----- MATERIALS PROVIDED

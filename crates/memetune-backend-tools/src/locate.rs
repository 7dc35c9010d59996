//! Executable discovery.

use std::path::{Path, PathBuf};

/// Where to look for one external tool.
#[derive(Debug, Clone, Copy)]
pub struct ToolLookup {
    /// Environment variable holding an explicit path.
    pub env_var: &'static str,
    /// Executable names tried in `PATH`, in order.
    pub names: &'static [&'static str],
    /// Install locations tried last.
    pub common_paths: &'static [&'static str],
}

/// Finds an executable.
///
/// Checks the configured override first, then the environment variable,
/// then `PATH`, then common install locations. Overrides that do not exist
/// are skipped.
pub fn find_tool(override_path: Option<&Path>, lookup: &ToolLookup) -> Option<PathBuf> {
    if let Some(path) = override_path {
        if path.exists() {
            return Some(path.to_path_buf());
        }
        log::debug!("configured path {} does not exist", path.display());
    }

    if let Some(path) = std::env::var_os(lookup.env_var) {
        let path = PathBuf::from(path);
        if path.exists() {
            return Some(path);
        }
        log::debug!("{}={} does not exist", lookup.env_var, path.display());
    }

    for name in lookup.names {
        if let Ok(path) = which::which(name) {
            return Some(path);
        }
    }

    lookup
        .common_paths
        .iter()
        .map(PathBuf::from)
        .find(|path| path.exists())
}
//! memetune External Tool Backends
//!
//! Implementations of the audio backend's optional capabilities on top of
//! command-line tools:
//! - [`EspeakEngine`] - [`SpeechEngine`](memetune_backend_audio::SpeechEngine)
//!   using `espeak-ng` or `espeak`
//! - [`FfmpegTranscoder`] - [`LossyTranscoder`](memetune_backend_audio::LossyTranscoder)
//!   producing MP3 with `ffmpeg`
//!
//! Executables are located from an explicit path, then an environment
//! variable (`MEMETUNE_ESPEAK`, `MEMETUNE_FFMPEG`), then `PATH`. A tool
//! that cannot be found makes its capability report itself unavailable
//! instead of failing.

pub mod error;
pub mod espeak;
pub mod ffmpeg;
pub mod locate;
pub mod process;

pub use error::{ToolError, ToolResult};
pub use espeak::{EspeakConfig, EspeakEngine, ESPEAK_ENV_VAR};
pub use ffmpeg::{FfmpegConfig, FfmpegTranscoder, DEFAULT_BITRATE_KBPS, FFMPEG_ENV_VAR};
//! Tempo-locked kick layer.

use std::f64::consts::PI;

use rand_pcg::Pcg32;

use crate::envelope::exp_decay;
use crate::rng::standard_normal;

/// Maximum kick length in samples.
pub const KICK_LENGTH: usize = 800;

/// Kick body frequency in Hz.
pub const KICK_FREQUENCY: f64 = 60.0;

const BODY_GAIN: f64 = 0.6;
const BODY_DECAY: f64 = 3.0;
const NOISE_GAIN: f64 = 0.3;
const NOISE_DECAY: f64 = 5.0;

/// Adds a decaying kick at every multiple of `beat_period` samples.
///
/// Each kick is a 60 Hz sine under an exponential decay plus a quieter,
/// faster-decaying burst of Gaussian noise drawn from `rng`. Kicks are cut
/// off at the end of the buffer. A zero beat period adds nothing.
///
/// # Arguments
/// * `buffer` - Output buffer, accumulated into
/// * `sample_rate` - Audio sample rate in Hz
/// * `beat_period` - Distance between kicks in samples
/// * `rng` - Call-local RNG for the noise burst
pub fn add_kicks(buffer: &mut [f64], sample_rate: f64, beat_period: usize, rng: &mut Pcg32) {
    if beat_period == 0 {
        return;
    }

    let len = buffer.len();
    for start in (0..len).step_by(beat_period) {
        let length = KICK_LENGTH.min(len - start);
        let body_env = exp_decay(BODY_DECAY, length);
        let noise_env = exp_decay(NOISE_DECAY, length);

        for j in 0..length {
            let t = (start + j) as f64 / sample_rate;
            let body = BODY_GAIN * (2.0 * PI * KICK_FREQUENCY * t).sin() * body_env[j];
            let noise = NOISE_GAIN * standard_normal(rng) * noise_env[j];
            buffer[start + j] += body + noise;
        }
    }
}
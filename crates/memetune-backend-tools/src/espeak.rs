//! Text-to-speech through the `espeak-ng` / `espeak` command line.

use std::path::{Path, PathBuf};
use std::process::Command;
use std::time::Duration;

use memetune_backend_audio::wav::decode_channels;
use memetune_backend_audio::{AudioResult, Capability, RawSpeech, SpeechEngine};

use crate::error::{ToolError, ToolResult};
use crate::locate::{find_tool, ToolLookup};
use crate::process::{run_piped, DEFAULT_TIMEOUT_SECS};

/// Environment variable overriding the espeak executable.
pub const ESPEAK_ENV_VAR: &str = "MEMETUNE_ESPEAK";

const LOOKUP: ToolLookup = ToolLookup {
    env_var: ESPEAK_ENV_VAR,
    names: &["espeak-ng", "espeak"],
    common_paths: &[
        "/usr/bin/espeak-ng",
        "/usr/local/bin/espeak-ng",
        "/opt/homebrew/bin/espeak-ng",
        "/usr/bin/espeak",
    ],
};

/// Configuration for [`EspeakEngine`].
#[derive(Debug, Clone)]
pub struct EspeakConfig {
    /// Path to the executable.
    pub path: Option<PathBuf>,
    /// Voice name passed as `-v`.
    pub voice: Option<String>,
    /// Speaking rate in words per minute, passed as `-s`.
    pub words_per_minute: Option<u32>,
    /// Timeout for one synthesis.
    pub timeout: Duration,
}

impl Default for EspeakConfig {
    fn default() -> Self {
        Self {
            path: None,
            voice: None,
            words_per_minute: None,
            timeout: Duration::from_secs(DEFAULT_TIMEOUT_SECS),
        }
    }
}

impl EspeakConfig {
    /// Sets the executable path.
    pub fn path(mut self, path: impl Into<PathBuf>) -> Self {
        self.path = Some(path.into());
        self
    }

    /// Sets the voice.
    pub fn voice(mut self, voice: impl Into<String>) -> Self {
        self.voice = Some(voice.into());
        self
    }

    /// Sets the speaking rate.
    pub fn words_per_minute(mut self, wpm: u32) -> Self {
        self.words_per_minute = Some(wpm);
        self
    }

    /// Sets the timeout in seconds.
    pub fn timeout_secs(mut self, secs: u64) -> Self {
        self.timeout = Duration::from_secs(secs);
        self
    }
}

/// Speech engine backed by an espeak subprocess.
///
/// The executable is located once at construction. Every call spawns its
/// own process, so the engine can be shared across threads.
#[derive(Debug, Clone)]
pub struct EspeakEngine {
    config: EspeakConfig,
    executable: Option<PathBuf>,
}

impl EspeakEngine {
    /// Creates an engine with default configuration.
    pub fn new() -> Self {
        Self::with_config(EspeakConfig::default())
    }

    /// Creates an engine with the given configuration.
    pub fn with_config(config: EspeakConfig) -> Self {
        let executable = find_tool(config.path.as_deref(), &LOOKUP);
        match &executable {
            Some(path) => log::debug!("espeak found at {}", path.display()),
            None => log::debug!("espeak not found"),
        }
        Self { config, executable }
    }

    /// Path of the located executable.
    pub fn executable(&self) -> Option<&Path> {
        self.executable.as_deref()
    }

    fn command(&self) -> ToolResult<Command> {
        let path = self.executable.as_ref().ok_or(ToolError::NotFound {
            tool: "espeak-ng",
            env_var: ESPEAK_ENV_VAR,
        })?;

        // espeak-ng --stdout --stdin [-v voice] [-s wpm]
        let mut cmd = Command::new(path);
        cmd.arg("--stdout").arg("--stdin");
        if let Some(voice) = &self.config.voice {
            cmd.arg("-v").arg(voice);
        }
        if let Some(wpm) = self.config.words_per_minute {
            cmd.arg("-s").arg(wpm.to_string());
        }
        Ok(cmd)
    }

    /// Runs espeak and decodes its WAV output.
    pub fn speak(&self, text: &str) -> ToolResult<RawSpeech> {
        let cmd = self.command()?;
        let mut wav = run_piped(self.name(), cmd, text.as_bytes().to_vec(), self.config.timeout)?;
        repair_streamed_wav(&mut wav);

        decode_channels(&wav).map_err(|err| ToolError::invalid_output(self.name(), err.to_string()))
    }
}

impl Default for EspeakEngine {
    fn default() -> Self {
        Self::new()
    }
}

impl SpeechEngine for EspeakEngine {
    fn name(&self) -> &str {
        self.executable
            .as_deref()
            .and_then(Path::file_stem)
            .and_then(|stem| stem.to_str())
            .unwrap_or("espeak-ng")
    }

    fn is_available(&self) -> bool {
        self.executable.is_some()
    }

    fn synthesize(&self, text: &str) -> AudioResult<RawSpeech> {
        self.speak(text)
            .map_err(|err| err.into_audio_error(Capability::Speech))
    }
}

/// Rewrites RIFF and data chunk sizes to match the bytes actually present.
///
/// When writing to a pipe espeak cannot seek back to fill in the sizes and
/// leaves placeholders that overrun the real data.
pub fn repair_streamed_wav(wav: &mut [u8]) {
    if wav.len() < 12 || &wav[0..4] != b"RIFF" || &wav[8..12] != b"WAVE" {
        return;
    }
    let riff_size = (wav.len() - 8) as u32;
    wav[4..8].copy_from_slice(&riff_size.to_le_bytes());

    let mut pos = 12;
    while pos + 8 <= wav.len() {
        let size = u32::from_le_bytes([wav[pos + 4], wav[pos + 5], wav[pos + 6], wav[pos + 7]])
            as usize;
        let start = pos + 8;
        if &wav[pos..pos + 4] == b"data" {
            let available = wav.len() - start;
            if size > available {
                wav[pos + 4..pos + 8].copy_from_slice(&(available as u32).to_le_bytes());
            }
            return;
        }
        pos = start.saturating_add(size).saturating_add(size & 1);
    }
}

#[cfg(test)]
mod tests {
    use super::*;
    use memetune_backend_audio::{encode_wav_pcm16, Waveform};

    #[test]
    fn test_config_builder() {
        let config = EspeakConfig::default()
            .path("/usr/bin/espeak-ng")
            .voice("en-us")
            .words_per_minute(140)
            .timeout_secs(5);
        assert_eq!(config.path, Some(PathBuf::from("/usr/bin/espeak-ng")));
        assert_eq!(config.voice.as_deref(), Some("en-us"));
        assert_eq!(config.words_per_minute, Some(140));
        assert_eq!(config.timeout, Duration::from_secs(5));
    }

    #[test]
    fn test_repair_streamed_wav() {
        let wave = Waveform::new(vec![0.5, -0.5, 0.25], 22050);
        let good = encode_wav_pcm16(&wave);

        let mut streamed = good.clone();
        streamed[4..8].copy_from_slice(&u32::MAX.to_le_bytes());
        streamed[40..44].copy_from_slice(&0x7fff_f000u32.to_le_bytes());

        repair_streamed_wav(&mut streamed);
        assert_eq!(streamed, good);
    }

    #[test]
    fn test_repair_leaves_other_bytes_alone() {
        let mut junk = b"not a wav at all".to_vec();
        let before = junk.clone();
        repair_streamed_wav(&mut junk);
        assert_eq!(junk, before);
    }

    #[test]
    fn test_missing_executable_is_unavailable() {
        let engine = EspeakEngine {
            config: EspeakConfig::default(),
            executable: None,
        };
        assert!(!engine.is_available());
        assert_eq!(engine.name(), "espeak-ng");
        let err = engine.synthesize("hello").unwrap_err();
        assert!(err.is_capability_unavailable());
    }
}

----------

EXERCISE: When the word "stdin" shows up in a line of the entries, pull that line out.

SOLUTION TO THIS PROBLEM:
        // espeak-ng --stdout --stdin [-v voice] [-s wpm]
        cmd.arg("--stdout").arg("--stdin");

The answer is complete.